- **Task statement**:
What is the number of lines in the data below that contain "QuestionView"? Answer with that number and no other words.

+++ Source data

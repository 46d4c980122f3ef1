//! 题目存储 - 业务能力层
//!
//! 单槽存储：同一时间只保存一道题目及其答案
//!
//! 状态：Empty → Active → Answered → Empty

use std::sync::{Mutex, MutexGuard};

use tracing::debug;

use crate::error::StoreError;
use crate::models::{AnswerPayload, AnswerResponse, Question, QuestionView, SlotStatus};

/// 提交题目时发放的凭证
///
/// 执行线程用它记录答案；题目被清空或替换后凭证失效
#[derive(Debug, Clone, PartialEq, Eq)]
pub struct Ticket {
    generation: u64,
    question_id: String,
}

impl Ticket {
    pub fn question_id(&self) -> &str {
        &self.question_id
    }
}

#[derive(Debug)]
struct Slot {
    generation: u64,
    question: Question,
    /// `Some(..)` 表示已记录答案（答案本身可以为 null）
    answer: Option<Option<AnswerResponse>>,
}

#[derive(Debug, Default)]
struct Inner {
    next_generation: u64,
    slot: Option<Slot>,
}

/// 题目存储
///
/// 所有操作共用一把锁，HTTP 处理和执行线程可以同时访问
#[derive(Debug, Default)]
pub struct QuestionStore {
    inner: Mutex<Inner>,
}

impl QuestionStore {
    pub fn new() -> Self {
        Self::default()
    }

    fn lock(&self) -> MutexGuard<'_, Inner> {
        self.inner.lock().unwrap_or_else(|poisoned| poisoned.into_inner())
    }

    /// 保存新题目
    ///
    /// 上一道题目的答案尚未投递时返回 `Busy`
    pub fn submit(&self, question: Question) -> Result<Ticket, StoreError> {
        let mut inner = self.lock();

        if let Some(slot) = &inner.slot {
            return Err(StoreError::Busy {
                question_id: slot.question.question_id.clone(),
            });
        }

        inner.next_generation += 1;
        let ticket = Ticket {
            generation: inner.next_generation,
            question_id: question.question_id.clone(),
        };
        debug!("保存题目 {} (generation {})", ticket.question_id, ticket.generation);

        inner.slot = Some(Slot {
            generation: ticket.generation,
            question,
            answer: None,
        });
        Ok(ticket)
    }

    /// 清空存储，丢弃未投递的答案；重复调用无副作用
    pub fn clear(&self) {
        let mut inner = self.lock();
        if let Some(slot) = inner.slot.take() {
            debug!("清空题目 {}", slot.question.question_id);
        }
    }

    /// 记录答案
    pub fn record_answer(&self, ticket: &Ticket, response: Option<AnswerResponse>) -> Result<(), StoreError> {
        let mut inner = self.lock();
        let slot = Self::slot_for(&mut inner, ticket)?;
        if slot.answer.is_some() {
            return Err(StoreError::NoActiveQuestion);
        }
        slot.answer = Some(response);
        Ok(())
    }

    /// 构建回调内容
    pub fn answer_payload(&self, ticket: &Ticket) -> Result<AnswerPayload, StoreError> {
        let mut inner = self.lock();
        let slot = Self::slot_for(&mut inner, ticket)?;
        match &slot.answer {
            Some(response) => Ok(AnswerPayload {
                question_id: slot.question.question_id.clone(),
                answer_response: response.clone(),
            }),
            None => Err(StoreError::NoAnswerRecorded),
        }
    }

    /// 回调已发送（无论成功与否），释放存储槽
    pub fn mark_dispatched(&self, ticket: &Ticket) -> Result<(), StoreError> {
        let mut inner = self.lock();
        let slot = Self::slot_for(&mut inner, ticket)?;
        if slot.answer.is_none() {
            return Err(StoreError::NoAnswerRecorded);
        }
        inner.slot = None;
        Ok(())
    }

    /// 展示用的当前题目
    pub fn current_question_view(&self) -> QuestionView {
        let inner = self.lock();
        QuestionView {
            status: Self::status_of(&inner),
            question: inner.slot.as_ref().map(|slot| slot.question.clone()),
        }
    }

    pub fn status(&self) -> SlotStatus {
        Self::status_of(&self.lock())
    }

    fn status_of(inner: &Inner) -> SlotStatus {
        match &inner.slot {
            None => SlotStatus::Empty,
            Some(Slot { answer: None, .. }) => SlotStatus::Active,
            Some(Slot { answer: Some(_), .. }) => SlotStatus::Answered,
        }
    }

    fn slot_for<'a>(inner: &'a mut Inner, ticket: &Ticket) -> Result<&'a mut Slot, StoreError> {
        match inner.slot.as_mut() {
            Some(slot) if slot.generation == ticket.generation => Ok(slot),
            _ => Err(StoreError::NoActiveQuestion),
        }
    }
}

#[cfg(test)]
mod tests {
    use super::*;
    use crate::models::{AnswerId, TestType};
    use serde_json::json;

    fn question(id: &str, uri: &str) -> Question {
        Question {
            test_type: TestType::Action,
            question_id: id.to_string(),
            name: id.to_string(),
            description: String::new(),
            question: String::new(),
            answers: Vec::new(),
            timeout: 10.0,
            answer_uri: uri.to_string(),
            metadata: json!({}),
        }
    }

    #[test]
    fn test_lifecycle() {
        let store = QuestionStore::new();
        assert_eq!(store.status(), SlotStatus::Empty);

        let ticket = store.submit(question("test_01", "http://a/")).unwrap();
        assert_eq!(store.status(), SlotStatus::Active);
        assert_eq!(store.answer_payload(&ticket), Err(StoreError::NoAnswerRecorded));

        store
            .record_answer(&ticket, Some(AnswerResponse::Text("Next".to_string())))
            .unwrap();
        assert_eq!(store.status(), SlotStatus::Answered);

        let payload = store.answer_payload(&ticket).unwrap();
        assert_eq!(payload.question_id, "test_01");
        assert_eq!(payload.answer_response, Some(AnswerResponse::Text("Next".to_string())));

        store.mark_dispatched(&ticket).unwrap();
        assert_eq!(store.status(), SlotStatus::Empty);
    }

    #[test]
    fn test_single_flight() {
        let store = QuestionStore::new();
        let a = store.submit(question("test_01", "http://a/")).unwrap();

        assert_eq!(
            store.submit(question("test_02", "http://b/")),
            Err(StoreError::Busy {
                question_id: "test_01".to_string()
            })
        );
        // 已记录但未投递时仍然拒绝
        store.record_answer(&a, None).unwrap();
        assert!(store.submit(question("test_02", "http://b/")).is_err());

        store.mark_dispatched(&a).unwrap();
        assert!(store.submit(question("test_02", "http://b/")).is_ok());
    }

    #[test]
    fn test_clear_idempotent() {
        let store = QuestionStore::new();
        store.clear();
        assert_eq!(store.status(), SlotStatus::Empty);

        let ticket = store.submit(question("test_01", "http://a/")).unwrap();
        store.record_answer(&ticket, Some(AnswerResponse::Choice(AnswerId::from(1)))).unwrap();
        store.clear();
        store.clear();
        assert_eq!(store.status(), SlotStatus::Empty);
        assert_eq!(store.current_question_view().question, None);
        assert_eq!(store.answer_payload(&ticket), Err(StoreError::NoActiveQuestion));
    }

    #[test]
    fn test_stale_ticket_cannot_record() {
        let store = QuestionStore::new();
        let old = store.submit(question("test_01", "http://a/")).unwrap();
        store.clear();
        let new = store.submit(question("test_02", "http://b/")).unwrap();

        assert_eq!(store.record_answer(&old, None), Err(StoreError::NoActiveQuestion));
        assert_eq!(store.status(), SlotStatus::Active);
        assert!(store.record_answer(&new, None).is_ok());
        assert_eq!(store.answer_payload(&new).unwrap().question_id, "test_02");
    }

    #[test]
    fn test_record_without_question() {
        let store = QuestionStore::new();
        let ticket = store.submit(question("test_01", "http://a/")).unwrap();
        store.clear();
        assert_eq!(store.record_answer(&ticket, None), Err(StoreError::NoActiveQuestion));
        assert_eq!(store.mark_dispatched(&ticket), Err(StoreError::NoActiveQuestion));
    }

    #[test]
    fn test_view_excludes_answer() {
        let store = QuestionStore::new();
        let ticket = store.submit(question("test_05", "http://a/")).unwrap();
        store.record_answer(&ticket, Some(AnswerResponse::Text("Next".to_string()))).unwrap();

        let view = serde_json::to_value(store.current_question_view()).unwrap();
        assert_eq!(view["status"], json!("answered"));
        assert_eq!(view["question_id"], json!("test_05"));
        assert!(view.get("answer_response").is_none());
    }
}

++++++

- **Exercise answer**:
3